And that very hand comes through the station door, scarred and tattooed and the color of raw meat.
“Stay back! There are two aides on the ward with me!”
She rolls her eyes for the black boys, but they are off tying Chronics in bed, nowhere close enough to help in a hurry. McMurphy grins and turns the hand over so she can see he isn’t holding a knife. All she can see is the light shining off the slick, waxy, callused palm.
“All I mean to
do
, miss, is to—”
“Stay back! Patients aren’t allowed to enter the—Oh, stay back, I’m a
Catholic!”
and straightaway jerks at the gold chain around her neck so a cross flies out from between her bosoms, slingshots the lost pill up in the air! McMurphy strikes at the air right in front of her face. She screams and pops the cross in her mouth and clinches her eyes shut like she’s about to get socked, stands like that, paper-white except for that stain which turns darker than ever, as though it sucked the blood from all the rest of her body. When she finally opens her eyes again there’s that callused hand right in front of her with my little red capsule sitting in it.
“—
was
to pick up your waterin’ can you dropped.” He holds that out in the other hand.

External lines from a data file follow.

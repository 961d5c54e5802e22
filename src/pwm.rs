//! PWM tier abstraction.
//!
//! Each physical output channel is either *fast* — a native variable-duty
//! pin — or *slow* — a channel on the secondary controller. Which one a
//! given logical output maps to is decided once, at port construction, and
//! stored as a [`PwmChannel`] variant; `write_duty` then takes a uniform
//! 0..=255 level regardless of tier.
//!
//! Slow channels live in a 12-bit duty space, so the 8-bit level is scaled
//! by [`SLOW_DUTY_SCALE`] (0..255 → 0..4080) on the way in. Slow writes go
//! through the shared controller and are bracketed by a critical section;
//! fast writes hit a dedicated per-pin register and need none.

use crate::critical::CriticalGuard;
use crate::traits::{FastPwm, SlowPwm, UnitHardware};

/// Linear scale factor from 8-bit levels to the slow controller's 12-bit
/// duty space.
pub const SLOW_DUTY_SCALE: u16 = 16;

/// One physical output channel, resolved to its owning peripheral.
#[derive(Clone, Copy, Debug, PartialEq, Eq)]
pub enum PwmChannel {
    /// Driven by the native fast PWM peripheral.
    Fast {
        /// Physical fast PWM pin.
        pin: u8,
    },
    /// Driven by the secondary slow controller.
    Slow {
        /// Channel index on the slow controller.
        channel: u8,
    },
}

impl PwmChannel {
    /// Write a duty level (0..=255) to this channel.
    ///
    /// Callers validate the *logical* output index before resolving to a
    /// `PwmChannel`; at this point the target is known-good by
    /// construction, so there is no error channel.
    pub fn write_duty<H: UnitHardware>(&self, hw: &mut H, level: u8) {
        match *self {
            PwmChannel::Fast { pin } => hw.fast_pwm().set_duty(pin, level),
            PwmChannel::Slow { channel } => {
                let (irq, slow) = hw.slow_pwm();
                let _cs = CriticalGuard::new(irq);
                slow.set_duty(channel, u16::from(level) * SLOW_DUTY_SCALE);
            }
        }
    }

    /// Whether this channel is driven by the slow controller.
    pub fn is_slow(&self) -> bool {
        matches!(self, PwmChannel::Slow { .. })
    }
}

Her breath comes out in a loud hiss. She takes the can from him. “Thank you. Good night, good night,” and closes the door in the next man’s face, no more pills tonight.
In the dorm McMurphy tosses the pill on my bed. “You want your sourball, Chief?”
I shake my head at the pill, and he flips it off the bed like it was a bug pestering him. It hops across the floor with a cricket scrabble. He goes to getting ready for bed, pulling off his clothes. The shorts under his work pants are coal black satin covered with big white whales with red eyes. He grins when he sees I’m looking at the shorts. “From a co-ed at Oregon State, Chief, a Literary major.” He snaps the elastic with his thumb. “She gave them to me because she said I was a symbol.”
His arms and neck and face are sunburned and bristled with curly orange hairs. He’s got tattoos on each big shoulder; one says “Fighting Leathernecks” and has a devil with a red eye and red horns and an M-1 rifle, and the other is a poker hand fanned out across his muscle—aces and eights. He puts his roll of clothes on the nightstand next to my bed and goes to punching at his pillow. He’s been assigned the bed right next to mine.
He gets between the sheets and tells me I better hit the sack myself, that here comes one of those black boys to douse the lights on us. I look around, and the black boy named Geever is coming, and I kick off my shoes and get in bed just as he walks up to tie a sheet across me. When he’s finished with me he takes a last look around and giggles and flips the dorm lights off.
Except for the white powder of light from the Nurses’ Station out in the hall, the dorm is dark. I can just make out McMurphy next to me, breathing deep and regular, the covers over him rising and falling. The breathing gets slower and slower, till I figure he’s been asleep for a while. Then I hear a soft, throaty sound from his bed, like the chuckle of a horse. He’s still awake and he’s laughing to himself about something.
He stops laughing and whispers, “Why, you sure did give a jump when I told you that coon was coming, Chief. I thought somebody told me you was deef.”
7
First time for a long, long time I’m in bed without taking that little red capsule (if I hide to keep from taking it, the night nurse with the birthmark sends the black boy named Geever out to hunt me down, hold me captive with his flashlight till she can get the needle ready), so I fake sleep when the black boy’s coming past with his light.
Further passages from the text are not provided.